PAOLI.                 Le direi in un orecchio quello che mi fa soffrire se ci fosse qui anche una sola persona oltre alla signora Alberta. Ma con voi due posso essere sincero. Siete tanto sane che non avete bisogno di fidarvi di me. Toccatevi il naso, ve ne prego. Non danneggia nessuno. È la mia impotenza che mi fa soffrire. Dei miei tre casi seppi provvedere al primo che dichiarai spedito, il secondo è già morto, senz'alcun rispetto, in mia presenza. In quanto al terzo mi darà qualche consolazione. Domani faremo un consulto e la mia ignoranza sarà abbondantemente scusata da quella degli altri. Io già sono convinto che l'esercizio della medicina non fa per l'uomo. Un buon medico dovrebb'essere un superuomo ma no, qualche bestia del tutto differente dall'uomo munita di molti piú sensi e piú potenti.

ALICE.                 Ma io credo che mettendo questa bestia tanto potente a qualunque posto quaggiú farebbe meglio del meschino uomo. Ciò non vale solo per i medici.

PAOLI                  (Guardandola con interessamento). Ben detto. È evidente che anche il commerciante, il facchino e il marinaio potrebbero essere migliori. È una parola di consolazione ch'Ella dice.

ALBERTA.          Ma persino il tapino che stende la mano al canto della via s'avvantaggerebbe di avere un cuore piú grande e generoso. Niente ira, tutto riconoscenza.

PAOLI.                 Ma non stenderebbe piú la mano.

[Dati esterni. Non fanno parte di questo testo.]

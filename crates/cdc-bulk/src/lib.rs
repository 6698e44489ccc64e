//! # cdc-bulk
//!
//! The concurrent batching engine (`BulkProcessor`) and the
//! change-event-to-row transform (`TransformStage`) that feeds it.
//! Everything downstream of `cdc-core`'s `SinkClient` trait and
//! `cdc-schema`'s table naming lives here; this crate has no
//! knowledge of any concrete sink backend.

pub mod processor;
pub mod transform;

pub use processor::{BulkObserver, BulkProcessor, BulkProcessorConfig, NoopObserver};
pub use transform::TransformStage;
//! Demonstration wiring binary for the CDC sink delivery engine.
//!
//! Loads a TOML config, builds whichever `SinkClient` is enabled
//! (ClickHouse > Kafka > File > Console, the same priority
//! `factory.go`'s `CreateSink` uses), wires `TransformStage` ->
//! `BulkProcessor` -> that sink, and feeds it a small synthetic
//! stream of change events standing in for the out-of-scope oplog /
//! direct-read producer. Shuts down cooperatively on Ctrl-C.
//!
//! Also wires the two ambient collaborators that sit alongside the
//! bulk-commit path: a `ViewManager` observing every committed
//! ClickHouse row when `[clickhouse].http` is enabled, and an
//! `OffsetStore` checkpointing every direct-read event's id when
//! `[offset-store].enabled` is set.
//!
//! The console sink is the one exception to the bulk-processor path:
//! it bypasses `BulkProcessor` entirely and prints each event as it
//! arrives.

use anyhow::{Context, Result};
use cdc_bulk::{BulkObserver, BulkProcessor, BulkProcessorConfig, TransformStage};
use cdc_core::config::{EngineConfig, OffsetStoreConfig};
use cdc_core::metrics::Metrics;
use cdc_core::model::{ChangeEvent, ChangeKind, DocumentId, EventSource, OpTimestamp};
use cdc_core::sink::SinkClient;
use cdc_offset::{MongoOffsetStore, OffsetStore};
use cdc_schema::{ViewManager, ViewObserver};
use cdc_sinks::{ClickHouseSink, ConsolePrinter, FileSink, KafkaSink};
use clap::Parser;
use std::collections::BTreeMap;
use std::path::PathBuf;
use std::sync::Arc;
use std::time::Duration;
use tokio::signal;
use tokio_util::sync::CancellationToken;
use tracing_subscriber::{layer::SubscriberExt, util::SubscriberInitExt};

#[derive(Parser, Debug)]
#[command(name = "cdc-engine")]
#[command(about = "Change-data-capture sink delivery engine")]
struct Args {
    /// Path to a TOML config file matching `EngineConfig`'s shape.
    #[arg(short, long)]
    config: PathBuf,

    /// Number of synthetic change events to generate before closing
    /// the engine, standing in for the out-of-scope oplog/direct-read
    /// producer.
    #[arg(long, default_value_t = 20)]
    events: usize,
}

fn load_config(path: &PathBuf) -> Result<EngineConfig> {
    let settings = config::Config::builder()
        .add_source(config::File::from(path.as_path()))
        .build()
        .with_context(|| format!("loading config from {}", path.display()))?;
    settings
        .try_deserialize()
        .context("deserializing engine config")
}

/// A handful of inserts/updates/deletes across two namespaces, enough
/// to exercise spread vs. embed transform, the version field, and a
/// tombstone. Every fifth event is tagged `DirectRead` rather than
/// `Oplog`, standing in for an initial bulk read's checkpointed
/// progress through a namespace.
fn synthetic_events(count: usize) -> Vec<ChangeEvent> {
    let mut events = Vec::with_capacity(count);
    for i in 0..count {
        let namespace = if i % 3 == 0 { "app.orders" } else { "app.users" };
        let mut data = BTreeMap::new();
        data.insert("seq".to_string(), serde_json::Value::from(i as u64));
        data.insert(
            "label".to_string(),
            serde_json::Value::String(format!("item-{i}")),
        );
        let kind = if i % 7 == 0 {
            ChangeKind::Delete
        } else if i == 0 {
            ChangeKind::Insert
        } else {
            ChangeKind::Update
        };
        let source = if i % 5 == 0 {
            EventSource::DirectRead
        } else {
            EventSource::Oplog
        };
        events.push(ChangeEvent {
            namespace: namespace.to_string(),
            id: DocumentId(bson::oid::ObjectId::new()),
            data,
            timestamp: OpTimestamp::new(1_700_000_000 + i as u32, 0),
            kind,
            source,
        });
    }
    events
}

struct LoggingObserver;

impl BulkObserver for LoggingObserver {
    fn before(&self, execution_id: i64, requests: &[cdc_core::model::Request]) {
        tracing::debug!(execution_id, batch_len = requests.len(), "committing batch");
    }

    fn after(
        &self,
        execution_id: i64,
        requests: &[cdc_core::model::Request],
        result: &cdc_core::error::Result<()>,
    ) {
        match result {
            Ok(()) => tracing::info!(execution_id, batch_len = requests.len(), "batch committed"),
            Err(err) => tracing::error!(execution_id, error = %err, "batch commit failed"),
        }
    }
}

/// ClickHouse > Kafka > File > Console, matching `factory.go`'s
/// `CreateSink` selection order. Returns `None` for console, since
/// that path never goes through `BulkProcessor`.
///
/// When ClickHouse is selected and `[clickhouse].http` is enabled, a
/// live `ViewManager` is started and attached to the sink so every
/// committed row is observed; the handle is also returned so the
/// caller can render its views at shutdown.
fn build_sink(
    config: &EngineConfig,
    cancel: &CancellationToken,
) -> Result<(Option<Arc<dyn SinkClient>>, Option<Arc<ViewManager>>)> {
    if config.clickhouse.enabled {
        let mut sink = ClickHouseSink::new(&config.clickhouse)?;
        let view_manager = if config.clickhouse.http {
            let manager = Arc::new(ViewManager::start(cancel.child_token()));
            sink = sink.with_view_observer(manager.clone());
            Some(manager)
        } else {
            None
        };
        return Ok((Some(Arc::new(sink)), view_manager));
    }
    if config.kafka.enabled {
        let sink = KafkaSink::new(&config.kafka)?;
        return Ok((Some(Arc::new(sink)), None));
    }
    if config.file.enabled {
        return Ok((Some(Arc::new(FileSink)), None));
    }
    Ok((None, None))
}

/// Connects to the offset store's backing MongoDB database when
/// `[offset-store].enabled` is set, otherwise a no-op.
async fn build_offset_store(config: &OffsetStoreConfig) -> Result<Option<Arc<dyn OffsetStore>>> {
    if !config.enabled {
        return Ok(None);
    }
    let client = mongodb::Client::with_uri_str(&config.mongo_uri)
        .await
        .with_context(|| format!("connecting to offset store mongo at {}", config.mongo_uri))?;
    let store: Arc<dyn OffsetStore> = Arc::new(MongoOffsetStore::new(&client, &config.database));
    Ok(Some(store))
}

#[tokio::main]
async fn main() -> Result<()> {
    tracing_subscriber::registry()
        .with(tracing_subscriber::EnvFilter::from_default_env())
        .with(tracing_subscriber::fmt::layer())
        .init();

    if let Err(e) = cdc_core::metrics::install_recorder() {
        tracing::warn!(error = %e, "failed to install prometheus recorder, metrics will no-op");
    }

    let args = Args::parse();
    let mut config = load_config(&args.config)?;

    let cancel = CancellationToken::new();
    let metrics = Metrics::new();
    let events = synthetic_events(args.events);

    if config.console.enabled && !config.clickhouse.enabled && !config.kafka.enabled && !config.file.enabled {
        let printer = ConsolePrinter;
        for event in events {
            metrics.record_received(&event.namespace, op_name(event.kind));
            printer.print(&event);
        }
        tracing::info!("console sink drained synthetic stream, exiting");
        return Ok(());
    }

    let (Some(sink), view_manager) = build_sink(&config, &cancel)? else {
        anyhow::bail!("no sink enabled in config: set clickhouse.enabled, kafka.enabled, file.enabled, or console.enabled");
    };

    let offset_store = build_offset_store(&config.offset_store).await?;
    if let Some(store) = &offset_store {
        let loaded = store.load(&config.resume_name).await?;
        tracing::info!(
            resume_name = %config.resume_name,
            namespaces = loaded.len(),
            "loaded direct-read offsets"
        );
    }

    config.transform.embed_doc = sink.embed_doc();
    let transform = TransformStage::new(config.transform.clone());

    let processor = BulkProcessor::start(
        sink.clone(),
        Arc::new(LoggingObserver),
        metrics.clone(),
        BulkProcessorConfig {
            workers: config.bulk.workers,
            batch_actions: config.bulk.batch_size,
            batch_bytes: -1,
            flush_interval: Duration::from_secs(config.bulk.flush_interval_seconds),
        },
    );

    let producer_cancel = cancel.child_token();
    let resume_name = config.resume_name.clone();
    let mut producer = tokio::spawn(async move {
        for event in events {
            if producer_cancel.is_cancelled() {
                break;
            }
            metrics.record_received(&event.namespace, op_name(event.kind));
            metrics.set_current_op_ts(event.timestamp.epoch_seconds);
            let is_direct_read = matches!(event.source, EventSource::DirectRead);
            let namespace = event.namespace.clone();
            let offset = event.id.as_bson();
            let request = transform.transform(event);
            if processor.add(request).await.is_err() {
                break;
            }
            if is_direct_read {
                if let Some(store) = &offset_store {
                    if let Err(e) = store.save(&resume_name, &namespace, offset).await {
                        tracing::warn!(error = %e, namespace, "failed to checkpoint direct-read offset");
                    }
                }
            }
        }
        processor.close().await;
    });

    tokio::select! {
        _ = signal::ctrl_c() => {
            tracing::info!("received ctrl-c, shutting down");
            cancel.cancel();
            let _ = producer.await;
        }
        result = &mut producer => {
            let _ = result;
            tracing::info!("synthetic producer drained, engine exiting");
        }
    }

    if let Some(manager) = &view_manager {
        for view in manager.views() {
            tracing::info!(view, "derived view");
        }
    }

    Ok(())
}

fn op_name(kind: ChangeKind) -> &'static str {
    match kind {
        ChangeKind::Insert => "insert",
        ChangeKind::Update => "update",
        ChangeKind::Delete => "delete",
        ChangeKind::Drop => "drop",
    }
}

ALICE.                 E anche chi mette il soldo in quella mano…

PAOLI.                 Diventiamo spaventosamente profondi. Siamo arrivati alla conclusione che per la vita in genere occorrerebbe qualche cosa che non sia l'uomo ma un essere superiore a lui. L'ammalato se non fosse uomo, non sarebbe ammalato. Avrei la divisione vuota. Che bellezza. Si sarebbe tutti superiori tanto che non ci sarebbero piú né medici né ammalati, né tapini né benefattori. Io verrei a cena qui dalla mattina alla sera.